World News

Covid-19 coronavirus: People after MIQ rooms offered booking slot code for thousands more

By Jordan Bond of RNZ

A website is trying to capitalise on the difficulty of booking a managed isolation and quarantine (MIQ) room by offering to do so for $2415 per person, and is increasing its prices daily.

A number of websites and online contractors are offering their expertise, many using a coding script to partially automate the process.

They charge varying amounts, from $150 to thousands. The current price of one is $2415, which increased from $1200 just yesterday.
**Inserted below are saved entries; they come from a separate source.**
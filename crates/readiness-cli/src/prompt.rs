//! Interactive terminal source
//!
//! Shows each stage's questions with numbered options. At any question the
//! respondent may type `b` to go back or `q` to quit; on the finished screen
//! `r` starts over.

use crate::driver::{Action, AnswerSource, DriverError, Event};
use readiness_core::catalog::{Input, Question};
use readiness_core::{Session, StageAnswers, Submission, WizardError};
use std::io::{BufRead, Write};

enum Reply {
    Answer(String),
    Command(Action),
}

/// [`AnswerSource`] reading from a terminal (or any line reader)
#[derive(Debug)]
pub struct PromptSource<I, O> {
    input: I,
    output: O,
}

impl<I: BufRead, O: Write> PromptSource<I, O> {
    /// Prompt on `output`, read replies from `input`
    pub fn new(input: I, output: O) -> Self {
        Self { input, output }
    }

    /// Consume the source, returning the output writer
    pub fn into_output(self) -> O {
        self.output
    }

    fn read_line(&mut self) -> Result<Option<String>, DriverError> {
        let mut line = String::new();
        if self.input.read_line(&mut line)? == 0 {
            return Ok(None);
        }
        Ok(Some(line.trim().to_string()))
    }

    fn ask(&mut self, question: &Question) -> Result<Reply, DriverError> {
        loop {
            writeln!(self.output, "{}", question.prompt)?;
            let options = question.options();
            for (i, option) in options.iter().enumerate() {
                writeln!(self.output, "  {}) {}", i + 1, option)?;
            }
            write!(self.output, "> ")?;
            self.output.flush()?;

            let Some(reply) = self.read_line()? else {
                return Ok(Reply::Command(Action::Quit));
            };
            match reply.as_str() {
                "b" | "B" => return Ok(Reply::Command(Action::Back)),
                "q" | "Q" => return Ok(Reply::Command(Action::Quit)),
                _ => {}
            }

            match question.input {
                Input::Text if !reply.is_empty() => return Ok(Reply::Answer(reply)),
                Input::Choice { .. } => {
                    if let Some(option) = reply
                        .parse::<usize>()
                        .ok()
                        .and_then(|n| n.checked_sub(1))
                        .and_then(|i| options.get(i))
                    {
                        return Ok(Reply::Answer((*option).to_string()));
                    }
                    writeln!(self.output, "Please choose 1-{}.", options.len())?;
                }
                Input::Text => writeln!(self.output, "This field is required.")?,
            }
        }
    }

    fn finished_screen(&mut self) -> Result<Action, DriverError> {
        loop {
            write!(self.output, "[r] start a new assessment, [q] quit > ")?;
            self.output.flush()?;
            match self.read_line()?.as_deref() {
                None | Some("q" | "Q") => return Ok(Action::Quit),
                Some("r" | "R") => return Ok(Action::Reset),
                Some(_) => {}
            }
        }
    }
}

impl<I: BufRead, O: Write> AnswerSource for PromptSource<I, O> {
    fn next_action(&mut self, session: &Session) -> Result<Action, DriverError> {
        let Some(set) = session.question_set() else {
            return self.finished_screen();
        };

        writeln!(self.output, "\n== {} ==", set.title)?;
        if !set.intro.is_empty() {
            writeln!(self.output, "{}", set.intro)?;
        }

        let mut answers = StageAnswers::new();
        for question in set.questions {
            match self.ask(question)? {
                Reply::Answer(value) => answers.set(question.key, value),
                Reply::Command(action) => return Ok(action),
            }
        }
        Ok(Action::Submit(Submission::new(set.stage, answers)))
    }

    fn notify(&mut self, event: &Event<'_>) -> Result<(), DriverError> {
        match event {
            Event::Showing(_) => {}
            Event::Rejected(WizardError::Validation(v)) => {
                let keys: Vec<&str> = v.keys().collect();
                writeln!(self.output, "Please answer all questions: {}", keys.join(", "))?;
            }
            Event::Rejected(e) => writeln!(self.output, "Not possible here: {e}")?,
            Event::Completed { completion, report } => {
                writeln!(
                    self.output,
                    "\nAssessment complete ({}).",
                    completion.classification
                )?;
                match report {
                    Some(path) => writeln!(self.output, "Report saved to {}", path.display())?,
                    None => writeln!(self.output, "The report could not be generated.")?,
                }
                if completion.persistence_error.is_some() {
                    writeln!(self.output, "Warning: your answers could not be saved.")?;
                }
            }
            Event::Restarted => writeln!(self.output, "\nStarting a new assessment.")?,
        }
        Ok(())
    }
}
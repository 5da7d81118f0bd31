//! Validation gate
//!
//! Runs before any merge: a stage's answers reach the record only when every
//! question in the active set holds a real answer.

use crate::catalog::QuestionSet;
use crate::error::ValidationError;
use crate::record::StageAnswers;

/// Check `answers` against every question in `set`.
///
/// A question is unanswered when its key is absent or its value equals the
/// question's sentinel. A choice value outside the option list is invalid.
/// Keys that do not belong to `set` are ignored.
///
/// # Errors
/// Returns [`ValidationError`] listing unanswered and invalid keys in
/// display order.
pub fn check(set: &QuestionSet, answers: &StageAnswers) -> Result<(), ValidationError> {
    let mut missing = Vec::new();
    let mut invalid = Vec::new();

    for question in set.questions {
        match answers.get(question.key) {
            None => missing.push(question.key.to_string()),
            Some(value) if question.is_sentinel(value) => missing.push(question.key.to_string()),
            Some(value) if !question.accepts(value) => invalid.push(question.key.to_string()),
            Some(_) => {}
        }
    }

    if missing.is_empty() && invalid.is_empty() {
        tracing::debug!("Gate passed for stage {}", set.stage);
        Ok(())
    } else {
        tracing::debug!(
            "Gate failed for stage {}: missing={:?} invalid={:?}",
            set.stage,
            missing,
            invalid
        );
        Err(ValidationError {
            stage: set.stage,
            missing,
            invalid,
        })
    }
}

/// Answers pre-filled with every question's sentinel, the state of a fresh form
#[must_use]
pub fn blank_form(set: &QuestionSet) -> StageAnswers {
    set.questions.iter().map(|q| (q.key, q.sentinel())).collect()
}

#[cfg(test)]
mod tests {
    use super::*;
    use crate::catalog::{all_sets, question_set, Input};
    use crate::stage::Stage;
    use proptest::prelude::*;

    fn first_options(set: &QuestionSet) -> StageAnswers {
        set.questions
            .iter()
            .map(|q| match q.input {
                Input::Choice { options, .. } => (q.key, options[0]),
                Input::Text => (q.key, "REG-7"),
            })
            .collect()
    }

    #[test]
    fn fresh_form_fails_with_every_key_missing() {
        let set = question_set(Stage::Basics).unwrap();
        let err = check(set, &blank_form(set)).unwrap_err();
        assert_eq!(err.missing, ["Registration Code", "Age Group", "Gender", "KK Number"]);
        assert!(err.invalid.is_empty());
    }

    #[test]
    fn complete_answers_pass() {
        for set in all_sets() {
            assert!(check(set, &first_options(set)).is_ok(), "stage {}", set.stage);
        }
    }

    #[test]
    fn absent_key_counts_as_missing() {
        let set = question_set(Stage::OwnershipGate).unwrap();
        let err = check(set, &StageAnswers::new()).unwrap_err();
        assert_eq!(err.missing, ["Running Business"]);
    }

    #[test]
    fn unknown_option_is_invalid() {
        let set = question_set(Stage::OwnershipGate).unwrap();
        let err = check(set, &StageAnswers::new().with("Running Business", "Maybe")).unwrap_err();
        assert!(err.missing.is_empty());
        assert_eq!(err.invalid, ["Running Business"]);
    }

    #[test]
    fn sentinel_is_compared_by_equality_not_prefix() {
        // "Select" is the compliance sentinel; a longer value starting with it is
        // simply not an option.
        let set = question_set(Stage::OwnerCompliance).unwrap();
        let mut answers = first_options(set);
        answers.set("Fire Safety", "Selective");
        let err = check(set, &answers).unwrap_err();
        assert!(err.missing.is_empty());
        assert_eq!(err.invalid, ["Fire Safety"]);
    }

    #[test]
    fn extra_keys_are_ignored() {
        let set = question_set(Stage::OwnershipGate).unwrap();
        let answers = StageAnswers::new()
            .with("Running Business", "No")
            .with("fe1", "Other");
        assert!(check(set, &answers).is_ok());
    }

    proptest! {
        #[test]
        fn prop_gate_fails_iff_some_question_is_at_sentinel(
            stage_idx in 0usize..6,
            mask in prop::collection::vec(any::<bool>(), 18),
        ) {
            let set = all_sets()[stage_idx];
            let mut answers = first_options(set);
            let mut expected_missing = Vec::new();
            for (q, blank) in set.questions.iter().zip(mask.iter()) {
                if *blank {
                    answers.set(q.key, q.sentinel());
                    expected_missing.push(q.key.to_string());
                }
            }

            match check(set, &answers) {
                Ok(()) => prop_assert!(expected_missing.is_empty()),
                Err(err) => prop_assert_eq!(err.missing, expected_missing),
            }
        }
    }
}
One man does it for free.

MIQ said the system allowed these third-party booking services.

MIQ rooms are currently booked out until the end of November, but occasionally as some people cancel their bookings a small number will appear.
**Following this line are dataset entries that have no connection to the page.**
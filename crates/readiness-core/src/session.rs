//! Per-respondent session state
//!
//! Everything the wizard knows about one respondent lives in a [`Session`].
//! The controller borrows it mutably for each operation; nothing is global.

use crate::catalog::{self, QuestionSet};
use crate::collaborator::DocumentArtifact;
use crate::record::{AnswerRecord, StageAnswers};
use crate::stage::{Classification, Stage};
use serde::{Deserialize, Serialize};
use ulid::Ulid;

/// Unique session identifier (ULID for sortability)
#[derive(Debug, Clone, Copy, PartialEq, Eq, PartialOrd, Ord, Hash, Serialize, Deserialize)]
pub struct SessionId(pub Ulid);

impl SessionId {
    /// Generate new session ID
    #[inline]
    #[must_use]
    pub fn new() -> Self {
        Self(Ulid::new())
    }
}

impl Default for SessionId {
    fn default() -> Self {
        Self::new()
    }
}

impl std::fmt::Display for SessionId {
    fn fmt(&self, f: &mut std::fmt::Formatter<'_>) -> std::fmt::Result {
        write!(f, "{}", self.0)
    }
}

/// One stage's worth of answers, tagged with the stage they were filled in on
#[derive(Debug, Clone, PartialEq, Eq, Serialize, Deserialize)]
pub struct Submission {
    /// Stage the form was shown for
    pub stage: Stage,
    /// Selections as submitted
    pub answers: StageAnswers,
}

impl Submission {
    /// Create a submission
    #[inline]
    #[must_use]
    pub fn new(stage: Stage, answers: StageAnswers) -> Self {
        Self { stage, answers }
    }
}

/// Wizard state for one respondent
#[derive(Debug, Clone, Default)]
pub struct Session {
    stage: Stage,
    history: Vec<Stage>,
    classification: Classification,
    record: AnswerRecord,
    submitted: bool,
    artifact: Option<DocumentArtifact>,
}

impl Session {
    /// Fresh session on stage 1
    #[inline]
    #[must_use]
    pub fn new() -> Self {
        Self::default()
    }

    /// Current stage
    #[inline]
    #[must_use]
    pub fn stage(&self) -> Stage {
        self.stage
    }

    /// Current classification
    #[inline]
    #[must_use]
    pub fn classification(&self) -> Classification {
        self.classification
    }

    /// Accumulated answers
    #[inline]
    #[must_use]
    pub fn record(&self) -> &AnswerRecord {
        &self.record
    }

    /// Stages visited before the current one, oldest first
    #[inline]
    #[must_use]
    pub fn history(&self) -> &[Stage] {
        &self.history
    }

    /// Whether the record was handed to the sink for this terminal arrival
    #[inline]
    #[must_use]
    pub fn is_submitted(&self) -> bool {
        self.submitted
    }

    /// Question set for the current stage, `None` on the terminal stage
    #[inline]
    #[must_use]
    pub fn question_set(&self) -> Option<&'static QuestionSet> {
        catalog::question_set(self.stage)
    }

    /// Whether an artifact is waiting to be retrieved
    #[inline]
    #[must_use]
    pub fn has_artifact(&self) -> bool {
        self.artifact.is_some()
    }

    /// Generated report still waiting to be retrieved
    #[inline]
    #[must_use]
    pub fn artifact(&self) -> Option<&DocumentArtifact> {
        self.artifact.as_ref()
    }

    /// Retrieve the generated report; yields it once per terminal arrival
    #[inline]
    pub fn take_artifact(&mut self) -> Option<DocumentArtifact> {
        self.artifact.take()
    }

    /// Path actually traversed, including the current stage
    pub fn path(&self) -> impl Iterator<Item = Stage> + '_ {
        self.history.iter().copied().chain(std::iter::once(self.stage))
    }

    pub(crate) fn advance_to(&mut self, next: Stage, classification: Classification) {
        self.history.push(self.stage);
        self.stage = next;
        self.classification = classification;
    }

    pub(crate) fn step_back(&mut self) -> Option<Stage> {
        let previous = self.history.pop()?;
        self.stage = previous;
        Some(previous)
    }

    pub(crate) fn record_mut(&mut self) -> &mut AnswerRecord {
        &mut self.record
    }

    pub(crate) fn mark_submitted(&mut self) {
        self.submitted = true;
    }

    pub(crate) fn store_artifact(&mut self, artifact: DocumentArtifact) {
        self.artifact = Some(artifact);
    }

    pub(crate) fn reset(&mut self) {
        *self = Self::new();
    }
}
Demand is so high that these newly available rooms disappear within seconds.

Many people refresh the page every minute, hoping a new room will appear, and they can get through the booking process – which includes providing your personal details – before anyone else.
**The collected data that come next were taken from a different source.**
//! String interning shared by all sub tables of a table

use crate::meta::{self, SyncPolicy};
use crate::{Result, StrRef, TagStoreError};
use parking_lot::RwLock;
use serde::{Deserialize, Serialize};
use std::collections::{BTreeMap, HashMap};
use std::path::PathBuf;
use std::sync::atomic::{AtomicBool, Ordering};
use tracing::{debug, error};

/// Persisted form of the interning table
#[derive(Debug, Default, Serialize, Deserialize)]
struct StringRefMap {
    mapping: BTreeMap<String, StrRef>,
}

#[derive(Debug, Default)]
struct InternerState {
    by_ref: HashMap<StrRef, String>,
    by_str: HashMap<String, StrRef>,
}

/// Bidirectional string <-> [`StrRef`] mapping, persisted on every mint
///
/// A failed persist drops the references it tried to add and poisons the
/// interner: every later mint returns [`TagStoreError::Fatal`].
pub struct StringInterner {
    path: PathBuf,
    sync: SyncPolicy,
    state: RwLock<InternerState>,
    poisoned: AtomicBool,
}

impl StringInterner {
    /// Load the interning table at `path`, empty if it was never written
    pub fn open(path: PathBuf, sync: SyncPolicy) -> Result<Self> {
        let mut state = InternerState::default();
        if let Some(stored) = meta::read_safe::<StringRefMap>(&path)? {
            for (string, str_ref) in stored.mapping {
                if state.by_ref.insert(str_ref, string.clone()).is_some() {
                    return Err(TagStoreError::Corruption(format!(
                        "String reference {} is minted twice in {:?}",
                        str_ref, path
                    )));
                }
                state.by_str.insert(string, str_ref);
            }
        }
        debug!("Loaded {} string references from {:?}", state.by_ref.len(), path);

        Ok(Self {
            path,
            sync,
            state: RwLock::new(state),
            poisoned: AtomicBool::new(false),
        })
    }

    /// Number of minted strings
    pub fn len(&self) -> usize {
        self.state.read().by_ref.len()
    }

    pub fn is_empty(&self) -> bool {
        self.len() == 0
    }

    pub fn is_poisoned(&self) -> bool {
        self.poisoned.load(Ordering::Acquire)
    }

    /// Return the reference of every string, minting the unknown ones
    pub fn mint<S: AsRef<str>>(&self, strings: &[S]) -> Result<Vec<StrRef>> {
        self.check_poisoned()?;
        {
            let state = self.state.read();
            let known: Option<Vec<StrRef>> = strings
                .iter()
                .map(|s| state.by_str.get(s.as_ref()).copied())
                .collect();
            if let Some(refs) = known {
                return Ok(refs);
            }
        }

        let mut state = self.state.write();
        // A concurrent minter may have failed while we waited for the lock.
        self.check_poisoned()?;
        let first_new = state.by_ref.len() as StrRef + 1;
        let mut did_mint = false;
        let mut result = Vec::with_capacity(strings.len());
        for s in strings {
            let s = s.as_ref();
            if let Some(&str_ref) = state.by_str.get(s) {
                result.push(str_ref);
                continue;
            }
            let str_ref = state.by_ref.len() as StrRef + 1;
            state.by_str.insert(s.to_string(), str_ref);
            state.by_ref.insert(str_ref, s.to_string());
            result.push(str_ref);
            did_mint = true;
        }
        if did_mint {
            // TODO: append only the new references instead of rewriting the whole table.
            let stored = StringRefMap {
                mapping: state
                    .by_str
                    .iter()
                    .map(|(s, r)| (s.clone(), *r))
                    .collect(),
            };
            if let Err(e) = meta::write_safe(&self.path, &stored, self.sync) {
                let last_new = state.by_ref.len() as StrRef;
                for str_ref in first_new..=last_new {
                    if let Some(s) = state.by_ref.remove(&str_ref) {
                        state.by_str.remove(&s);
                    }
                }
                if e.is_fatal() {
                    error!("String interner at {:?} poisoned", self.path);
                    self.poisoned.store(true, Ordering::Release);
                }
                return Err(e);
            }
            debug!("Minted string references, {} in total", state.by_ref.len());
        }
        Ok(result)
    }

    /// Look up the string of every reference, `None` for unknown references
    pub fn resolve(&self, refs: &[StrRef]) -> Vec<Option<String>> {
        let state = self.state.read();
        refs.iter().map(|r| state.by_ref.get(r).cloned()).collect()
    }

    /// Reference of a string without minting it
    pub fn lookup(&self, s: &str) -> Option<StrRef> {
        self.state.read().by_str.get(s).copied()
    }

    fn check_poisoned(&self) -> Result<()> {
        if self.is_poisoned() {
            return Err(TagStoreError::Fatal(format!(
                "String interner at {:?} is in an unrecoverable state after a failed write",
                self.path
            )));
        }
        Ok(())
    }
}

#[cfg(test)]
mod tests {
    use super::*;
    use tempfile::TempDir;

    #[test]
    fn test_mint_and_resolve() {
        let temp_dir = TempDir::new().unwrap();
        let path = temp_dir.path().join("STR_REF.pb");
        let interner = StringInterner::open(path.clone(), SyncPolicy::None).unwrap();
        assert!(interner.is_empty());

        assert_eq!(interner.mint(&["hello", "a world", "this"]).unwrap(), vec![1, 2, 3]);
        assert_eq!(interner.resolve(&[1]), vec![Some("hello".to_string())]);

        assert_eq!(
            interner.mint(&["is", "hello", "a world", "great"]).unwrap(),
            vec![4, 1, 2, 5]
        );
        assert_eq!(
            interner
                .mint(&["is", "great", "hello", "xx", "is", "hello", "GOOG", "PL"])
                .unwrap(),
            vec![4, 5, 1, 6, 4, 1, 7, 8]
        );
        assert_eq!(interner.resolve(&[5, 99]), vec![Some("great".to_string()), None]);

        let reopened = StringInterner::open(path, SyncPolicy::None).unwrap();
        assert_eq!(reopened.len(), 8);
        assert_eq!(
            reopened.resolve(&[5, 1]),
            vec![Some("great".to_string()), Some("hello".to_string())]
        );
        assert_eq!(
            reopened
                .mint(&["is", "great", "hello", "xx", "is", "hello", "FB"])
                .unwrap(),
            vec![4, 5, 1, 6, 4, 1, 9]
        );
    }

    #[test]
    fn test_duplicate_new_strings_in_one_batch() {
        let temp_dir = TempDir::new().unwrap();
        let interner =
            StringInterner::open(temp_dir.path().join("STR_REF.pb"), SyncPolicy::None).unwrap();
        assert_eq!(interner.mint(&["x", "y", "x", "y"]).unwrap(), vec![1, 2, 1, 2]);
        assert_eq!(interner.len(), 2);
        assert_eq!(interner.lookup("y"), Some(2));
        assert_eq!(interner.lookup("z"), None);
    }

    #[test]
    fn test_no_write_without_new_strings() {
        let temp_dir = TempDir::new().unwrap();
        let path = temp_dir.path().join("STR_REF.pb");
        let interner = StringInterner::open(path.clone(), SyncPolicy::None).unwrap();
        assert!(interner.mint::<&str>(&[]).unwrap().is_empty());
        assert!(!path.exists());
    }

    #[test]
    fn test_failed_persist_poisons() {
        let temp_dir = TempDir::new().unwrap();
        let path = temp_dir.path().join("STR_REF.pb");
        let interner = StringInterner::open(path.clone(), SyncPolicy::None).unwrap();
        assert_eq!(interner.mint(&["US"]).unwrap(), vec![1]);

        // A directory where the table file lives makes the next persist fail.
        std::fs::remove_file(&path).unwrap();
        std::fs::create_dir(&path).unwrap();

        assert!(interner.mint(&["X", "US"]).unwrap_err().is_fatal());
        assert!(interner.is_poisoned());
        assert_eq!(interner.resolve(&[1, 2]), vec![Some("US".to_string()), None]);
        assert_eq!(interner.lookup("X"), None);
        assert_eq!(interner.len(), 1);

        // Even strings that are already known are refused now.
        assert!(interner.mint(&["US"]).unwrap_err().is_fatal());
    }
}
However, increasingly commonly used now is a short piece of “script” that is freely available, which constantly scans and refreshes the bookings website, alerts users to new rooms and auto-fills their details immediately.

This gives the script users a few valuable seconds’ headstart to try to get the booking before someone checking and applying manually.

MIQ “strongly discourages” the use of the script. It refers to it as a “notification service” which is publically available.

It says the managed isolation allocation system is designed to give people an equal opportunity to secure a voucher, and any fully automated “bots” are stopped.

MIQ joint head Megan Main said the booking system had performed “extremely well”.

Difficulties in securing a space were due to high levels of demand for a product with limited supply, she said.

“The Managed Isolation Allocation System is designed to give users equal opportunity to gain a voucher. The system allows third parties to book on behalf of people who feel less confident with technology, including travel agents and family members.

“As with all aspects of our Covid-19 response, we are continuing to review our policies and procedures to ensure they remain fit for purpose, and keep our wider community safe. That includes exploring options including waitlisting and working on ways to release as many spaces as practicable at appropriately spaced out intervals.

“It should be noted that even with a form of waiting list, there would still be insufficient spaces to fulfil the demand to come to New Zealand.”